Backstory: The Road to Naira-Denominated Crude Supply

The policy comes as part of President Tinubu’s broader economic strategy to stabilize Nigeria’s economy and reduce its dependency on imported fuel. The decision to sell crude oil to the Dangote Refinery and other upcoming refineries in naira marks a significant shift in the country’s energy policy.

The Dangote Refinery, a 650,000 barrel-per-day facility, requires 15 cargoes of crude annually, costing approximately $13.5 billion. Under the new arrangement, the Nigerian National Petroleum Corporation (NNPC) has committed to supplying four of these cargoes. The 450,000 barrels of crude earmarked for domestic consumption will now be sold to Nigerian refineries in naira, with the Dangote Refinery serving as the pilot project for this initiative.

This arrangement also includes a fixed exchange rate for the duration of the transactions, ensuring price stability. Afreximbank and other Nigerian settlement banks will facilitate the trade, eliminating the need for international letters of credit and saving the country billions in foreign exchange.

The announcement comes amid ongoing tensions between Dangote Refinery and various stakeholders, including the Nigerian Upstream Petroleum Regulatory Commission (NUPRC) and the government-owned NNPC Ltd. There have also been allegations of sabotage by International Oil Companies (IOCs), who have been accused of attempting to undermine the refinery’s operations.

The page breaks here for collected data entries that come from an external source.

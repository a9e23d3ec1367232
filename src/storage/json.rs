//! JSON file-based task store.
//!
//! The whole task set lives in memory and is written back on every mutation
//! using an atomic write (temp file + rename), so a crash never leaves a
//! half-written `todos.json` behind.

use crate::domain::error::{Result, TodoError};
use crate::storage::backend::{not_found, TodoStore};
use crate::storage::models::TodoRecord;
use serde::{Deserialize, Serialize};
use std::collections::BTreeMap;
use std::path::{Path, PathBuf};

/// Current on-disk format version.
const STORAGE_VERSION: u32 = 1;

/// Top-level structure serialized to disk.
#[derive(Debug, Clone, Serialize, Deserialize)]
struct StorageData {
    version: u32,

    /// Next id to hand out. Only ever grows, so ids of deleted tasks are
    /// never reused.
    #[serde(default = "first_id")]
    next_id: u64,

    #[serde(default)]
    todos: BTreeMap<u64, TodoRecord>,
}

const fn first_id() -> u64 {
    1
}

impl Default for StorageData {
    fn default() -> Self {
        Self {
            version: STORAGE_VERSION,
            next_id: first_id(),
            todos: BTreeMap::new(),
        }
    }
}

/// JSON file task store.
///
/// `Send` but not `Sync`; owned by the plugin worker.
///
/// # File Format
///
/// ```json
/// {
///   "version": 1,
///   "next_id": 3,
///   "todos": {
///     "1": { "id": 1, "title": "Buy milk", "completed": false, "created_at": 1700000000 },
///     "2": { "id": 2, "title": "Call mom", "description": "Sunday", "completed": true,
///            "created_at": 1700000100, "updated_at": 1700000200 }
///   }
/// }
/// ```
pub struct JsonStorage {
    file_path: PathBuf,
    data: StorageData,
    dirty: bool,
}

impl JsonStorage {
    /// Creates or opens a JSON task store. Parent directories are created.
    ///
    /// # Errors
    ///
    /// Returns an error if the parent directory cannot be created, or the file
    /// exists but cannot be read or parsed.
    ///
    /// # Examples
    ///
    /// ```no_run
    /// use zodo::storage::JsonStorage;
    /// use std::path::PathBuf;
    ///
    /// let storage = JsonStorage::new(PathBuf::from("/tmp/todos.json"))?;
    /// # Ok::<(), Box<dyn std::error::Error>>(())
    /// ```
    pub fn new(file_path: PathBuf) -> Result<Self> {
        tracing::debug!(path = ?file_path, "opening JSON task store");

        if let Some(parent) = file_path.parent() {
            std::fs::create_dir_all(parent)?;
        }

        let data = if file_path.exists() {
            Self::load_from_file(&file_path)?
        } else {
            tracing::debug!("initializing new empty store");
            StorageData::default()
        };

        tracing::debug!(
            todo_count = data.todos.len(),
            next_id = data.next_id,
            "task store opened"
        );

        Ok(Self {
            file_path,
            data,
            dirty: false,
        })
    }

    /// Returns the backing file path.
    #[must_use]
    pub fn path(&self) -> &Path {
        &self.file_path
    }

    /// Number of stored tasks.
    #[must_use]
    pub fn len(&self) -> usize {
        self.data.todos.len()
    }

    /// Returns `true` if the store holds no tasks.
    #[must_use]
    pub fn is_empty(&self) -> bool {
        self.data.todos.is_empty()
    }

    fn load_from_file(path: &Path) -> Result<StorageData> {
        let contents = std::fs::read_to_string(path)?;
        let mut data: StorageData = serde_json::from_str(&contents)
            .map_err(|e| TodoError::Storage(format!("failed to parse JSON: {e}")))?;

        // A hand-edited file may carry a stale counter.
        let max_id = data.todos.keys().next_back().copied().unwrap_or(0);
        if data.next_id <= max_id {
            tracing::warn!(next_id = data.next_id, max_id, "repairing id counter");
            data.next_id = max_id + 1;
        }

        tracing::debug!(
            version = data.version,
            todos = data.todos.len(),
            "loaded task data"
        );

        Ok(data)
    }

    fn save_to_file(&mut self) -> Result<()> {
        if !self.dirty {
            tracing::trace!("skipping save, no changes");
            return Ok(());
        }

        let json = serde_json::to_string_pretty(&self.data)
            .map_err(|e| TodoError::Storage(format!("failed to serialize JSON: {e}")))?;

        let tmp_path = self.file_path.with_extension("tmp");
        std::fs::write(&tmp_path, json)?;
        std::fs::rename(&tmp_path, &self.file_path)?;

        self.dirty = false;
        tracing::debug!(path = ?self.file_path, "task store saved");
        Ok(())
    }

    /// Persists the current data. On failure the in-memory data goes back to
    /// `previous`, so a failed write leaves nothing behind to be saved later.
    fn commit(&mut self, previous: StorageData) -> Result<()> {
        self.dirty = true;
        if let Err(e) = self.save_to_file() {
            tracing::warn!(error = %e, "write failed, rolling back");
            self.data = previous;
            self.dirty = false;
            return Err(e);
        }
        Ok(())
    }
}

impl TodoStore for JsonStorage {
    fn create_item(&mut self, title: &str, description: Option<&str>) -> Result<TodoRecord> {
        let _span = tracing::debug_span!("json_create_item", title = %title).entered();

        let id = self.data.next_id;
        let description = description
            .map(str::trim)
            .filter(|d| !d.is_empty())
            .map(String::from);
        let record = TodoRecord::new(id, title.trim(), description);

        let previous = self.data.clone();
        self.data.next_id = id + 1;
        self.data.todos.insert(id, record.clone());
        self.commit(previous)?;

        tracing::debug!(todo_id = id, "task created");
        Ok(record)
    }

    fn list_items(&self) -> Result<Vec<TodoRecord>> {
        let todos: Vec<TodoRecord> = self.data.todos.values().cloned().collect();
        tracing::debug!(count = todos.len(), "retrieved tasks");
        Ok(todos)
    }

    fn get_item(&self, id: u64) -> Result<TodoRecord> {
        self.data.todos.get(&id).cloned().ok_or_else(|| not_found(id))
    }

    fn update_item(&mut self, record: &TodoRecord) -> Result<()> {
        let _span = tracing::debug_span!("json_update_item", todo_id = record.id).entered();

        let previous = self.data.clone();
        let existing = self
            .data
            .todos
            .get_mut(&record.id)
            .ok_or_else(|| not_found(record.id))?;

        let created_at = existing.created_at;
        *existing = record.clone();
        existing.created_at = created_at;
        existing.updated_at = Some(chrono::Utc::now().timestamp());

        self.commit(previous)
    }

    fn delete_item(&mut self, id: u64) -> Result<bool> {
        let _span = tracing::debug_span!("json_delete_item", todo_id = id).entered();

        let previous = self.data.clone();
        if self.data.todos.remove(&id).is_none() {
            tracing::debug!("task already absent");
            return Ok(false);
        }

        self.commit(previous)?;
        Ok(true)
    }
}

impl Drop for JsonStorage {
    fn drop(&mut self) {
        if self.dirty {
            tracing::debug!("saving dirty data on drop");
            if let Err(e) = self.save_to_file() {
                tracing::error!(error = %e, "failed to save on drop");
            }
        }
    }
}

The dispute over crude oil supply and pricing had escalated to the point where prominent figures, including Akinwumi Adesina, President of the African Development Bank (AfDB), and billionaire businessman Femi Otedola, had to weigh in. The resolution, brokered by President Tinubu, was seen as a critical step toward ensuring Nigeria’s energy security and stabilizing the domestic fuel market.

While the new policy is expected to provide immediate relief in terms of foreign exchange savings and price stability, the long-term impact on Nigeria’s energy sector remains to be seen. The government’s intervention is crucial as it addresses the dual challenge of stabilizing the naira and reducing the country’s dependence on imported fuel.